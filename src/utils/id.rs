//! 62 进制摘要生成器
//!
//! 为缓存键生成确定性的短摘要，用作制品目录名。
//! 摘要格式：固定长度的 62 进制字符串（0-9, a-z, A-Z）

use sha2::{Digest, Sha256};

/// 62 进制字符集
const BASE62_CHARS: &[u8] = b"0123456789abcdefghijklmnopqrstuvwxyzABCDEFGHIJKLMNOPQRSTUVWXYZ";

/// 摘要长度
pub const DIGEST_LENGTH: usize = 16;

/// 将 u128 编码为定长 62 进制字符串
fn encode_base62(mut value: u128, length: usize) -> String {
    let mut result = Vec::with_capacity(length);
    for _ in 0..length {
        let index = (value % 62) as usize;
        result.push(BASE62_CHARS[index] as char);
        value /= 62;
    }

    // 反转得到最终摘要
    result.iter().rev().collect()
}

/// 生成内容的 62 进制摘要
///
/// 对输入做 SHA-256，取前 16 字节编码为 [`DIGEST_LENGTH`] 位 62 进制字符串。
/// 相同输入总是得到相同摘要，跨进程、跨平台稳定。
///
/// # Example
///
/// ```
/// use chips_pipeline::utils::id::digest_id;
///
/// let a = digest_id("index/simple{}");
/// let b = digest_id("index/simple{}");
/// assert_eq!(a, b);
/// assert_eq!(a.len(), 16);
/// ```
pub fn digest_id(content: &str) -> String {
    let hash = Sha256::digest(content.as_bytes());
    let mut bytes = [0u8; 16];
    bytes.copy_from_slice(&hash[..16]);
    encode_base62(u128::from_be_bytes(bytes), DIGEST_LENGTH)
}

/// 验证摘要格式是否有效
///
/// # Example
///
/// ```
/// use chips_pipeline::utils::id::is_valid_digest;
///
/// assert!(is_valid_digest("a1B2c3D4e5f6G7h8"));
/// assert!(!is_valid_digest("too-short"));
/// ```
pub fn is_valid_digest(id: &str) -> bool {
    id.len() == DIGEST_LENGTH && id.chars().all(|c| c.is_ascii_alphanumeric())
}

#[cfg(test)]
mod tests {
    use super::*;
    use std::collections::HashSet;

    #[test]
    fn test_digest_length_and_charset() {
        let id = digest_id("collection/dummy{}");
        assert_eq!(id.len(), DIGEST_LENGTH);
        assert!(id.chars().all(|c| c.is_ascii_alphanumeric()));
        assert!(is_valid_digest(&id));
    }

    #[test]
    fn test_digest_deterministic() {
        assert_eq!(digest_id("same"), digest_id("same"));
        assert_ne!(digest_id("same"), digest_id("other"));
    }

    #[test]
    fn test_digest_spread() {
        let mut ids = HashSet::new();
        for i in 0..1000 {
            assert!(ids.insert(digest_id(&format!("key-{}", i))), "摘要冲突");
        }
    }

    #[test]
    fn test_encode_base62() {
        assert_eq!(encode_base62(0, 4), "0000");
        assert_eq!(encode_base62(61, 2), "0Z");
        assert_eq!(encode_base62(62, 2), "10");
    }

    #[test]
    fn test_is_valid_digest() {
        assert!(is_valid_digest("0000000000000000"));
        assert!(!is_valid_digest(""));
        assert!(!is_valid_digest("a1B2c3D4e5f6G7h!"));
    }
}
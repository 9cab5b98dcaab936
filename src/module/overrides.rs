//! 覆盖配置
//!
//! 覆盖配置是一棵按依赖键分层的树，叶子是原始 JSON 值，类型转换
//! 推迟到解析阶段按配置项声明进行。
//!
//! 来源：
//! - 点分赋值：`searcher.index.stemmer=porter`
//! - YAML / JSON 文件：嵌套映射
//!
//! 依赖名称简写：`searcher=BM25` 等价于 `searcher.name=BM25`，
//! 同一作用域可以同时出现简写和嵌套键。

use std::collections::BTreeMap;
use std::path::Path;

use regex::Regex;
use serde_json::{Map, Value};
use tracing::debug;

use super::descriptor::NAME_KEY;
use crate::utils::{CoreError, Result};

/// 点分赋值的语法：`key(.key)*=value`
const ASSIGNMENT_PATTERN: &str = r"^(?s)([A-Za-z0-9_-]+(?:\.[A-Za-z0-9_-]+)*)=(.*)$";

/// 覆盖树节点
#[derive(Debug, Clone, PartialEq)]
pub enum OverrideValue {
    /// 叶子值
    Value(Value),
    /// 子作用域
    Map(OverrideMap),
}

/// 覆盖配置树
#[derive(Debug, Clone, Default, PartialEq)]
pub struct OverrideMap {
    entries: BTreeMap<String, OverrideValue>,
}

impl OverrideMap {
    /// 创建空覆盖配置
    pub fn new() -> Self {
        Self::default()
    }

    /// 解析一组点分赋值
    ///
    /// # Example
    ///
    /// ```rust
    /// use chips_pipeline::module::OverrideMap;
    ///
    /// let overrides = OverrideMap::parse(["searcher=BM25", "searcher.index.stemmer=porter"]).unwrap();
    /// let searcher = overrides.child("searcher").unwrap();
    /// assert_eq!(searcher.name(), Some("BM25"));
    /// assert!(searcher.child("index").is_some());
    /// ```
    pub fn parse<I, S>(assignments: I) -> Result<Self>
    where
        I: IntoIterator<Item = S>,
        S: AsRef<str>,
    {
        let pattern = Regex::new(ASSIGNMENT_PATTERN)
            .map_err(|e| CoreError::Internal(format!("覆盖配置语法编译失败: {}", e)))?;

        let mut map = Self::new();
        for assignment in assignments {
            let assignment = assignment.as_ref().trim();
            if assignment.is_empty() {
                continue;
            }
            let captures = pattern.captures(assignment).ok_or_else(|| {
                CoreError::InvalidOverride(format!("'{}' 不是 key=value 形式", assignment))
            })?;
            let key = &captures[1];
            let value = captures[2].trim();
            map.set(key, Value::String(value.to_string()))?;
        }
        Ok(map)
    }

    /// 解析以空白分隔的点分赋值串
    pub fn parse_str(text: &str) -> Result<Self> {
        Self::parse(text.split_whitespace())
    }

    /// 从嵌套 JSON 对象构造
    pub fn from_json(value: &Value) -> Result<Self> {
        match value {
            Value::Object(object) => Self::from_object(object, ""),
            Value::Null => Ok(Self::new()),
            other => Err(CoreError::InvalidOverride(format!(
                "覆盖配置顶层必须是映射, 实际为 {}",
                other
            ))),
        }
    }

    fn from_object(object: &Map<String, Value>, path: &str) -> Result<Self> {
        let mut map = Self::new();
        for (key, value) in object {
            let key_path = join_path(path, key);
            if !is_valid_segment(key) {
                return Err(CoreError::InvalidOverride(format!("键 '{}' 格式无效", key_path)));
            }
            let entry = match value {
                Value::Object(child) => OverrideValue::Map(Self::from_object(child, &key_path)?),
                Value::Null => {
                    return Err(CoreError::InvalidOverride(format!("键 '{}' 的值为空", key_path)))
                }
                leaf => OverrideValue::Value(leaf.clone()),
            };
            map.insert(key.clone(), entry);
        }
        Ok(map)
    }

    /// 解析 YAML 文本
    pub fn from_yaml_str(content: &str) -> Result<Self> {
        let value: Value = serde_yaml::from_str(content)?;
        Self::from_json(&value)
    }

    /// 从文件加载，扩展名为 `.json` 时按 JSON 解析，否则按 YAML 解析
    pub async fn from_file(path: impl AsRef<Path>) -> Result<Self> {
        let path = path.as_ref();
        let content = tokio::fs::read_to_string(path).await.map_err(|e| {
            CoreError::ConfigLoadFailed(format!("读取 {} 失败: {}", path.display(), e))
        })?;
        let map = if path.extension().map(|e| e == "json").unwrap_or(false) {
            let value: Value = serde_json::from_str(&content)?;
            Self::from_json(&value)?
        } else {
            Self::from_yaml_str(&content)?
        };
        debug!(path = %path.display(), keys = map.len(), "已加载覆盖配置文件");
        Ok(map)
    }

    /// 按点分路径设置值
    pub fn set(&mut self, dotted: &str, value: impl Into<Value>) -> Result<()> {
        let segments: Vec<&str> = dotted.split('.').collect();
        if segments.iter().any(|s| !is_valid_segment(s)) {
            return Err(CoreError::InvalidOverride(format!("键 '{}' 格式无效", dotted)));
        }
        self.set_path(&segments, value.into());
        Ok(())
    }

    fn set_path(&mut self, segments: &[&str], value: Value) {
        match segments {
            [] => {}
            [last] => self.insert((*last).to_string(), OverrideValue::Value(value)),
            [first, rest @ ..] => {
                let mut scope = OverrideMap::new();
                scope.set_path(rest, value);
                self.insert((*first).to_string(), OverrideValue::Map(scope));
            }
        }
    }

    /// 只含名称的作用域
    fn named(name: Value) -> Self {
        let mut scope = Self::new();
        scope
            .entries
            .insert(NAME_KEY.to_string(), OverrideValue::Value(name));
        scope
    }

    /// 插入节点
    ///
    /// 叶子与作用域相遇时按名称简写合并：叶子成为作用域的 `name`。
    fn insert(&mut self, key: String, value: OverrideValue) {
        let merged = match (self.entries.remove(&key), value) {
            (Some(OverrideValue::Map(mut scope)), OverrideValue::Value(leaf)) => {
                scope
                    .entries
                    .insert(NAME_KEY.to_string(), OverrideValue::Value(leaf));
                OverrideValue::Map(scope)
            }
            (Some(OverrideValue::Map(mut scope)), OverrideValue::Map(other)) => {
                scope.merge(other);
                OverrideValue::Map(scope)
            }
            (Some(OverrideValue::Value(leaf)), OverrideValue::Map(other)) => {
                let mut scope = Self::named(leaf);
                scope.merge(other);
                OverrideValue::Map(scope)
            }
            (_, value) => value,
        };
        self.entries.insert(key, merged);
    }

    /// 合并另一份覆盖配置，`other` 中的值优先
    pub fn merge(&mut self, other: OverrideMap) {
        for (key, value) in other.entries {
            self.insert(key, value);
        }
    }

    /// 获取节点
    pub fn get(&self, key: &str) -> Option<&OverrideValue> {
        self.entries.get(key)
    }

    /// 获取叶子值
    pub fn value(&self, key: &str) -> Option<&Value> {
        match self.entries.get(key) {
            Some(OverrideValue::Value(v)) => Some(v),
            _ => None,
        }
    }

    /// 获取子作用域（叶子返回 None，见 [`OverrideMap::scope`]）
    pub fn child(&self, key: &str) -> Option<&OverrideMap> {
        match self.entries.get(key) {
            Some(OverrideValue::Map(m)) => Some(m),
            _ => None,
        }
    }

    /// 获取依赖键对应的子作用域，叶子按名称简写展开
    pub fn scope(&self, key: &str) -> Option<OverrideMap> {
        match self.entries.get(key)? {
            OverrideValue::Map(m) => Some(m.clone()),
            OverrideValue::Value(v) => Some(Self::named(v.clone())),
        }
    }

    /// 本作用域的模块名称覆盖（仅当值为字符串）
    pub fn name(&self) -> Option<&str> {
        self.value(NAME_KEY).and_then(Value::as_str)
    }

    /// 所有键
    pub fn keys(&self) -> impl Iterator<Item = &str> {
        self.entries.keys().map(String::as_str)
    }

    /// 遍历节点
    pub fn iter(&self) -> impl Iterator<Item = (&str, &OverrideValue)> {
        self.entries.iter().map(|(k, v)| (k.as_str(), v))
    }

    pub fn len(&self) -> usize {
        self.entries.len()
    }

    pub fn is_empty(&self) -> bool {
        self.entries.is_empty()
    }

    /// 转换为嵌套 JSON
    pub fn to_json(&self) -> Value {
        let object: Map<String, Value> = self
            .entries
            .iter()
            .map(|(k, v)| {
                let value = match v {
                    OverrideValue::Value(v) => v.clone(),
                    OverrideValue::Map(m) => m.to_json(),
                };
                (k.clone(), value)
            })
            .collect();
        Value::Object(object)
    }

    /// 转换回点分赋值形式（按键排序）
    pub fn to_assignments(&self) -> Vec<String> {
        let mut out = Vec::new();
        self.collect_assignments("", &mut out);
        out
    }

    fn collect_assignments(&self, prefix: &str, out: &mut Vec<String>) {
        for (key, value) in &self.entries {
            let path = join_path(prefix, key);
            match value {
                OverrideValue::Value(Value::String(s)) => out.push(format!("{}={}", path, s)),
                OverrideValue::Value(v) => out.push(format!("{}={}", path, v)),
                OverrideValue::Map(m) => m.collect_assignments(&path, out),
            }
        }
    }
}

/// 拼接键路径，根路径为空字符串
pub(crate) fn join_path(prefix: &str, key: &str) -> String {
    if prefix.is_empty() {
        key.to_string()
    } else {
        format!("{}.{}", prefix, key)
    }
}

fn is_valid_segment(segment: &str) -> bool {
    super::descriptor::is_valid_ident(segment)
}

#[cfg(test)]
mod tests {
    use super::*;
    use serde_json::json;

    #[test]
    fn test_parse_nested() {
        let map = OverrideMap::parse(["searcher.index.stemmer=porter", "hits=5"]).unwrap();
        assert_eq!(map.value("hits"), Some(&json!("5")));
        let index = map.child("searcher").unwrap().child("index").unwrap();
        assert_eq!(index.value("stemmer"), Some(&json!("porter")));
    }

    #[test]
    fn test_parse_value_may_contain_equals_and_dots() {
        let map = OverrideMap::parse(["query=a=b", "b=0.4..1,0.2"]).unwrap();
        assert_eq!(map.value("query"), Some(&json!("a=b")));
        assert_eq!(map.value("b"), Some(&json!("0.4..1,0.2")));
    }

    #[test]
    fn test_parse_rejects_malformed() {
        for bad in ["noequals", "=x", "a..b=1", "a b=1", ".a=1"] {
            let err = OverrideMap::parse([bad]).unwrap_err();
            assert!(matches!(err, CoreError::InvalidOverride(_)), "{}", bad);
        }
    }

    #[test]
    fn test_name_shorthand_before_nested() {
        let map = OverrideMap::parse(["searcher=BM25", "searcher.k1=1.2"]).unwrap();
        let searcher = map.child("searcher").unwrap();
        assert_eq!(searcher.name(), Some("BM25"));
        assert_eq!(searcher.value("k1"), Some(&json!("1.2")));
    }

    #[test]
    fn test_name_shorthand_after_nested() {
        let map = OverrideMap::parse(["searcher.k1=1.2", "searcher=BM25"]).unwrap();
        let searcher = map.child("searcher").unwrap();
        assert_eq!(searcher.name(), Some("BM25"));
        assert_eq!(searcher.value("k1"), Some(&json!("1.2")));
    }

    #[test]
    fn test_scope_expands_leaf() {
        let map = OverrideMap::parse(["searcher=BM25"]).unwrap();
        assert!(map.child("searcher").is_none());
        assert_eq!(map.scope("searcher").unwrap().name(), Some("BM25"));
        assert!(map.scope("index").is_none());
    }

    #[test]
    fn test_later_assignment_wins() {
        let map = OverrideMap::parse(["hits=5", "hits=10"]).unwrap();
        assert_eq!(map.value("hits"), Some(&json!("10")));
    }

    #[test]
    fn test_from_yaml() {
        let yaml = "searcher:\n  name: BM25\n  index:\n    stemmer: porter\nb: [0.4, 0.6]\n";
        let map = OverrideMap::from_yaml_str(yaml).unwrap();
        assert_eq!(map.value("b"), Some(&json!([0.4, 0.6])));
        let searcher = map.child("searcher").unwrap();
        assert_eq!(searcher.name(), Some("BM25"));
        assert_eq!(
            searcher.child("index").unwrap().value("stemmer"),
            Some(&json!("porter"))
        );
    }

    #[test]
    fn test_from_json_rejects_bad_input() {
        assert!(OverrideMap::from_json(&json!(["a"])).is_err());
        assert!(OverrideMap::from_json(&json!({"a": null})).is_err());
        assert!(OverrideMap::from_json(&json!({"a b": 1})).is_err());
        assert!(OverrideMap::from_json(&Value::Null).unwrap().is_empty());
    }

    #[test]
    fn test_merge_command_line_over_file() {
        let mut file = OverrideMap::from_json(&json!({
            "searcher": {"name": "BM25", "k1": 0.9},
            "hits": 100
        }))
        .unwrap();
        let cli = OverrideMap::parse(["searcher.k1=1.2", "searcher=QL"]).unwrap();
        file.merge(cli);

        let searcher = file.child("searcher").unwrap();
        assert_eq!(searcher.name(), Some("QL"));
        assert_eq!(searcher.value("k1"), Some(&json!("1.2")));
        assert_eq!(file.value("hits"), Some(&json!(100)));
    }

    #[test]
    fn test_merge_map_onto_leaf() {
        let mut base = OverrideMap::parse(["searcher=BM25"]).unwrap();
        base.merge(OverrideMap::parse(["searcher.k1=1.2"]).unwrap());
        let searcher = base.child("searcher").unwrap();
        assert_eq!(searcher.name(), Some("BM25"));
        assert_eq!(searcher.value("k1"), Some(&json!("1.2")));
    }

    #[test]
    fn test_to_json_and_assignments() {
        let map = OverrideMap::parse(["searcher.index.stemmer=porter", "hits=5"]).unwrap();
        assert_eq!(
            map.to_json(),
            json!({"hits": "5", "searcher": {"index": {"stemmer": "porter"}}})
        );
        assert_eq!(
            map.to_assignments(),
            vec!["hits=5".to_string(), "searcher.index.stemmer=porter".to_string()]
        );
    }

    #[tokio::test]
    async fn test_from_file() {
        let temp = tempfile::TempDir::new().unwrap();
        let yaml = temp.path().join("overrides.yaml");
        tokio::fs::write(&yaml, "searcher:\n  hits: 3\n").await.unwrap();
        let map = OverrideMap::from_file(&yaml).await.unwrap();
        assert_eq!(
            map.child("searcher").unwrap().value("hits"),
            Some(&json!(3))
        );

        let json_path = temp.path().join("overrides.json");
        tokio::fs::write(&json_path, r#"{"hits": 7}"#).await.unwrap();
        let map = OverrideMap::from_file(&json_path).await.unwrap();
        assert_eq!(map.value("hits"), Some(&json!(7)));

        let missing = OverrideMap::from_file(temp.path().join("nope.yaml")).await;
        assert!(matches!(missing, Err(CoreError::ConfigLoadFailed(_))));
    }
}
----------
Note each line of the material holding "HashSet" and copy it out.

**Answer section:**
    use std::collections::HashSet;
        let mut ids = HashSet::new();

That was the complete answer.